17. Hem, kendi uydurduğu yalanları Allah'a yakıştıran ya da O'nun ayetlerini yalanlayan kimseden daha zalim kim olabilir? Doğrusu, (böyle yaparak) günaha gömülüp giden kimseler kurtuluşa asla erişemeyeceklerdir;
18. ve (ne de) Allah'la beraber, kendilerine ne bir yarar ne de zarar verebilecek durumda olmayan şeylere veya varlıklara kulluk edip (kendi kendilerine), "Bunlar bizim Allah katındaki kayırıcılarımızdır" diyen (kimse)ler!.. De ki: "Göklerde ve yerde Allah'ın bilmediği bir şeyi mi O'na haber verebileceğinizi sanıyorsunuz? (Yoo,) kudret ve egemenliğinde sınırsız olan O'dur, ve insanların O'na, ilahlığında ortak yakıştırdıkları her şeyden sonsuzcasına yücedir.
19. Ve (bil ki,) bütün insanlık sadece bir tek topluluk halindeydi, ama sonradan ayrı görüşleri benimsemeye başladılar. Şayet (bu konuda) Rabbinin katında önceden belirlenmiş bir karar olmasaydı düştükleri bütün bu ayrılıklar (daha başlangıçta) çözümlenmiş olurdu.
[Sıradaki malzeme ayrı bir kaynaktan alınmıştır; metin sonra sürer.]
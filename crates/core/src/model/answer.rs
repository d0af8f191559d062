use serde::{Deserialize, Serialize};

/// A single recorded response to the question at `question_index`.
///
/// `selected` is `None` when the question expired and no option could be
/// resolved as its default.
#[derive(Debug, Clone, Copy, PartialEq, Eq, Serialize, Deserialize)]
pub struct Answer {
    pub question_index: usize,
    pub selected: Option<usize>,
    pub timed_out: bool,
}

impl Answer {
    /// An option chosen by the user.
    #[must_use]
    pub fn chosen(question_index: usize, option_index: usize) -> Self {
        Self {
            question_index,
            selected: Some(option_index),
            timed_out: false,
        }
    }

    /// A question that ran out of time; `default` is the auto-selected option.
    #[must_use]
    pub fn expired(question_index: usize, default: Option<usize>) -> Self {
        Self {
            question_index,
            selected: default,
            timed_out: true,
        }
    }

    /// True when the user actually picked the option.
    #[must_use]
    pub fn is_user_choice(&self) -> bool {
        !self.timed_out && self.selected.is_some()
    }
}
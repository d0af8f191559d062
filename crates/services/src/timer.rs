//! Countdown for timed questions.
//!
//! The controller does not own a clock. Whoever drives it calls
//! [`TimerController::tick`] once per elapsed second, which keeps tests
//! deterministic and lets the terminal driver feed it from a runtime
//! interval.

use std::fmt;

/// Called with the remaining seconds, first with the full value on start.
pub type TickCallback = Box<dyn FnMut(u32) + Send>;
/// Called once when the countdown reaches zero.
pub type ExpireCallback = Box<dyn FnOnce() + Send>;

/// Identifies one started countdown.
#[derive(Debug, Clone, Copy, PartialEq, Eq, Hash)]
pub struct TimerHandle(u64);

struct ActiveTimer {
    handle: TimerHandle,
    remaining: u32,
    on_tick: TickCallback,
    on_expire: ExpireCallback,
}

/// At most one running countdown at a time.
#[derive(Default)]
pub struct TimerController {
    next_handle: u64,
    active: Option<ActiveTimer>,
}

impl fmt::Debug for TimerController {
    fn fmt(&self, f: &mut fmt::Formatter<'_>) -> fmt::Result {
        f.debug_struct("TimerController")
            .field("active", &self.active_handle())
            .field("remaining", &self.remaining())
            .finish()
    }
}

impl TimerController {
    #[must_use]
    pub fn new() -> Self {
        Self::default()
    }

    /// Start a countdown of `seconds`, cancelling any running one.
    ///
    /// `on_tick(seconds)` fires before this returns. A zero-length countdown
    /// expires immediately.
    pub fn start(
        &mut self,
        seconds: u32,
        mut on_tick: TickCallback,
        on_expire: ExpireCallback,
    ) -> TimerHandle {
        self.active = None;

        let handle = TimerHandle(self.next_handle);
        self.next_handle += 1;

        on_tick(seconds);
        if seconds == 0 {
            on_expire();
            return handle;
        }

        self.active = Some(ActiveTimer {
            handle,
            remaining: seconds,
            on_tick,
            on_expire,
        });
        handle
    }

    /// Advance the running countdown by one second.
    ///
    /// Returns `true` if this tick expired the countdown. Without a running
    /// countdown this does nothing.
    pub fn tick(&mut self) -> bool {
        let Some(active) = self.active.as_mut() else {
            return false;
        };
        active.remaining = active.remaining.saturating_sub(1);
        (active.on_tick)(active.remaining);
        if active.remaining > 0 {
            return false;
        }

        if let Some(expired) = self.active.take() {
            (expired.on_expire)();
        }
        true
    }

    /// Stop the countdown identified by `handle` without firing its expiry.
    ///
    /// Stale or repeated handles are ignored.
    pub fn cancel(&mut self, handle: TimerHandle) {
        if self.active_handle() == Some(handle) {
            self.active = None;
        }
    }

    #[must_use]
    pub fn active_handle(&self) -> Option<TimerHandle> {
        self.active.as_ref().map(|active| active.handle)
    }

    #[must_use]
    pub fn remaining(&self) -> Option<u32> {
        self.active.as_ref().map(|active| active.remaining)
    }

    #[must_use]
    pub fn is_running(&self) -> bool {
        self.active.is_some()
    }
}

#[cfg(test)]
mod tests {
    use super::*;
    use std::sync::atomic::{AtomicU32, Ordering};
    use std::sync::{Arc, Mutex};

    struct Watcher {
        ticks: Arc<Mutex<Vec<u32>>>,
        expired: Arc<AtomicU32>,
    }

    impl Watcher {
        fn new() -> Self {
            Self {
                ticks: Arc::new(Mutex::new(Vec::new())),
                expired: Arc::new(AtomicU32::new(0)),
            }
        }

        fn start(&self, timer: &mut TimerController, seconds: u32) -> TimerHandle {
            let ticks = Arc::clone(&self.ticks);
            let expired = Arc::clone(&self.expired);
            timer.start(
                seconds,
                Box::new(move |remaining| ticks.lock().unwrap().push(remaining)),
                Box::new(move || {
                    expired.fetch_add(1, Ordering::SeqCst);
                }),
            )
        }

        fn ticks(&self) -> Vec<u32> {
            self.ticks.lock().unwrap().clone()
        }

        fn expired(&self) -> u32 {
            self.expired.load(Ordering::SeqCst)
        }
    }

    #[test]
    fn start_reports_full_value() {
        let mut timer = TimerController::new();
        let watcher = Watcher::new();
        watcher.start(&mut timer, 5);
        assert_eq!(watcher.ticks(), vec![5]);
        assert_eq!(timer.remaining(), Some(5));
        assert!(timer.is_running());
    }

    #[test]
    fn expires_exactly_once_then_goes_inert() {
        let mut timer = TimerController::new();
        let watcher = Watcher::new();
        watcher.start(&mut timer, 3);

        assert!(!timer.tick());
        assert!(!timer.tick());
        assert!(timer.tick());
        assert!(!timer.tick());
        assert!(!timer.tick());

        assert_eq!(watcher.ticks(), vec![3, 2, 1, 0]);
        assert_eq!(watcher.expired(), 1);
        assert!(!timer.is_running());
    }

    #[test]
    fn double_cancel_is_noop_and_never_expires() {
        let mut timer = TimerController::new();
        let watcher = Watcher::new();
        let handle = watcher.start(&mut timer, 2);

        timer.cancel(handle);
        timer.cancel(handle);
        for _ in 0..5 {
            timer.tick();
        }

        assert_eq!(watcher.expired(), 0);
        assert_eq!(watcher.ticks(), vec![2]);
    }

    #[test]
    fn starting_new_timer_cancels_previous() {
        let mut timer = TimerController::new();
        let first = Watcher::new();
        let second = Watcher::new();
        let old = first.start(&mut timer, 1);
        let new = second.start(&mut timer, 2);
        assert_ne!(old, new);

        timer.cancel(old);
        assert_eq!(timer.active_handle(), Some(new));

        timer.tick();
        timer.tick();
        assert_eq!(first.expired(), 0);
        assert_eq!(second.expired(), 1);
    }

    #[test]
    fn zero_length_countdown_expires_immediately() {
        let mut timer = TimerController::new();
        let watcher = Watcher::new();
        watcher.start(&mut timer, 0);
        assert_eq!(watcher.expired(), 1);
        assert!(!timer.is_running());
    }
}
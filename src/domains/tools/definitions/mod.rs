//! Tool definitions module.
//!
//! One file per ShipStation endpoint group. Each group exposes a
//! `descriptors()` function returning its tools in registration order.

pub mod carriers;
pub mod common;
pub mod customers;
pub mod fulfillments;
pub mod orders;
pub mod products;
pub mod shipments;
pub mod stores;
pub mod warehouses;
pub mod webhooks;

use super::ToolDescriptor;

/// Every tool descriptor, grouped by endpoint family in a fixed order.
pub fn all_descriptors() -> Vec<ToolDescriptor> {
    [
        orders::descriptors(),
        shipments::descriptors(),
        carriers::descriptors(),
        warehouses::descriptors(),
        products::descriptors(),
        customers::descriptors(),
        stores::descriptors(),
        webhooks::descriptors(),
        fulfillments::descriptors(),
    ]
    .into_iter()
    .flatten()
    .collect()
}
20. İmdi (hakkı inkar edenler): "Ona niçin Rabbinin katından mucizevi bir alamet indirilmiyor?" deyip duruyorlar. O halde, (onlara) de ki: "İnsanoğlunun görüp algılayamayacağı şeylerin bilgisi ancak Allah'a özgüdür. Öyleyse, bekleyin (O'nun iradesi tecelli edinceye kadar:) hem, ben de sizinle bekleyeceğim!"